Items listed in a dataset:

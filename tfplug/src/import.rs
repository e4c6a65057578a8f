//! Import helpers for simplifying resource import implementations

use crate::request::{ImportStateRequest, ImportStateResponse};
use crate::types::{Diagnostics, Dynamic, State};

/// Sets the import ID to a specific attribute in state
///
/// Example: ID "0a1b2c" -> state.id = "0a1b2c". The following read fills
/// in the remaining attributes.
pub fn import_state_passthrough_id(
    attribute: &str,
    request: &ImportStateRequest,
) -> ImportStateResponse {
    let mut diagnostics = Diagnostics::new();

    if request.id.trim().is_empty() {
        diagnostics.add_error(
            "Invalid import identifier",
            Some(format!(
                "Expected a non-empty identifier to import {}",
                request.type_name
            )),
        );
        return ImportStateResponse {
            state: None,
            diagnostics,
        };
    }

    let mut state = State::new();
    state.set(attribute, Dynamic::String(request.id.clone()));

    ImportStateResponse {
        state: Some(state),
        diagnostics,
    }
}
==
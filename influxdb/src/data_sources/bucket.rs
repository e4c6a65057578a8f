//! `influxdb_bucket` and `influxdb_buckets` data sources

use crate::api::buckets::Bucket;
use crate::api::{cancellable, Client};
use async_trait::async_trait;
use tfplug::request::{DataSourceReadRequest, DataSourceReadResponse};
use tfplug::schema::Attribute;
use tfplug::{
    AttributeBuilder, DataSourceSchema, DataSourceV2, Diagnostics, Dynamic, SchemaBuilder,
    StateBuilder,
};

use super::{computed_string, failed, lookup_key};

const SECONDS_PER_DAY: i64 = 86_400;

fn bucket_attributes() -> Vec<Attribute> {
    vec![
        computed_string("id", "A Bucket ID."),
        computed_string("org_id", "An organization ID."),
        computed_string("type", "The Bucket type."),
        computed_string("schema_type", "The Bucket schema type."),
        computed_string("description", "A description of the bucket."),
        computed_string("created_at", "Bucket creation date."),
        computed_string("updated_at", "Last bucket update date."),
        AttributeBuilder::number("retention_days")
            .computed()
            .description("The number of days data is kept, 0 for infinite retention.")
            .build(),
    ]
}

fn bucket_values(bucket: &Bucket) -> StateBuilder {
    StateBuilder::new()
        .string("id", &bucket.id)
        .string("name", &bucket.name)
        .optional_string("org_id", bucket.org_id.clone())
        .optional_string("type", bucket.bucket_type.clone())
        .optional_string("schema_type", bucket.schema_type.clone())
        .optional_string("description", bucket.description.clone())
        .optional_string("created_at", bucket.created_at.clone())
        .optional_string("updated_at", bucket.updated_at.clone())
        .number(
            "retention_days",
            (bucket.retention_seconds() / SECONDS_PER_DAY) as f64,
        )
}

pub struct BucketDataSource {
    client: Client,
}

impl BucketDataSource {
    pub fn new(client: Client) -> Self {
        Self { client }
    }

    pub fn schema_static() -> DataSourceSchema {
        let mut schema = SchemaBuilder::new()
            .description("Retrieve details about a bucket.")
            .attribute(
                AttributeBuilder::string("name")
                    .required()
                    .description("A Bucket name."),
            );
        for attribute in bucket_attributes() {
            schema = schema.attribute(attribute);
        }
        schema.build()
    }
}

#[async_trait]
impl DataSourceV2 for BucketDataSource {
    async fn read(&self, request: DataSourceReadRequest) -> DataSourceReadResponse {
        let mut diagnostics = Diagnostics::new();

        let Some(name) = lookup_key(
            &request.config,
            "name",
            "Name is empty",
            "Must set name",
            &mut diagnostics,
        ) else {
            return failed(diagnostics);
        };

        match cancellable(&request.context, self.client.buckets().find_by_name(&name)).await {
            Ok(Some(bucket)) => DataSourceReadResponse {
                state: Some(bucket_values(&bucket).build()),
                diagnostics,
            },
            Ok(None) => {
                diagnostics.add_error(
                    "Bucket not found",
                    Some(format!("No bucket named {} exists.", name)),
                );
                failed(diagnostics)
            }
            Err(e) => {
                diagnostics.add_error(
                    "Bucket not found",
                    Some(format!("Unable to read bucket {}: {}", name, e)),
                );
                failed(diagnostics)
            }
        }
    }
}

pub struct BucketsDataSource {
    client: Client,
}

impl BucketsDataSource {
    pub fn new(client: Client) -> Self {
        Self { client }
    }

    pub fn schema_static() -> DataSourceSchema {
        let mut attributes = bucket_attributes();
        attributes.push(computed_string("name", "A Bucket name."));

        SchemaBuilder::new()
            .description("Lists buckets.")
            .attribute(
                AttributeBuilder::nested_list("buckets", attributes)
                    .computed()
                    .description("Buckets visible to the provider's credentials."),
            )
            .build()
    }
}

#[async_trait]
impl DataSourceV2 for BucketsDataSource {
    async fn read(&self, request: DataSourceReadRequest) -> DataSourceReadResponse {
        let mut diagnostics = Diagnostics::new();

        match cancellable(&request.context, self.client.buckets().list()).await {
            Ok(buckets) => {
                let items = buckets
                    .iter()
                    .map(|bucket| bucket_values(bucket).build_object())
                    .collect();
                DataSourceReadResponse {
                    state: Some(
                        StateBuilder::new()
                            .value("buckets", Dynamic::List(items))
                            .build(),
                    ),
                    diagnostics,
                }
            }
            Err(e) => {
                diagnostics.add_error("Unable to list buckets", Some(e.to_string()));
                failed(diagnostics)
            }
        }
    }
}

What the task asks:
Wherever the word "AttributeBuilder" turns up in the records above, copy the line that holds it.

Reply:
    AttributeBuilder, DataSourceSchema, DataSourceV2, Diagnostics, Dynamic, SchemaBuilder,
        AttributeBuilder::number("retention_days")
                AttributeBuilder::string("name")
                AttributeBuilder::nested_list("buckets", attributes)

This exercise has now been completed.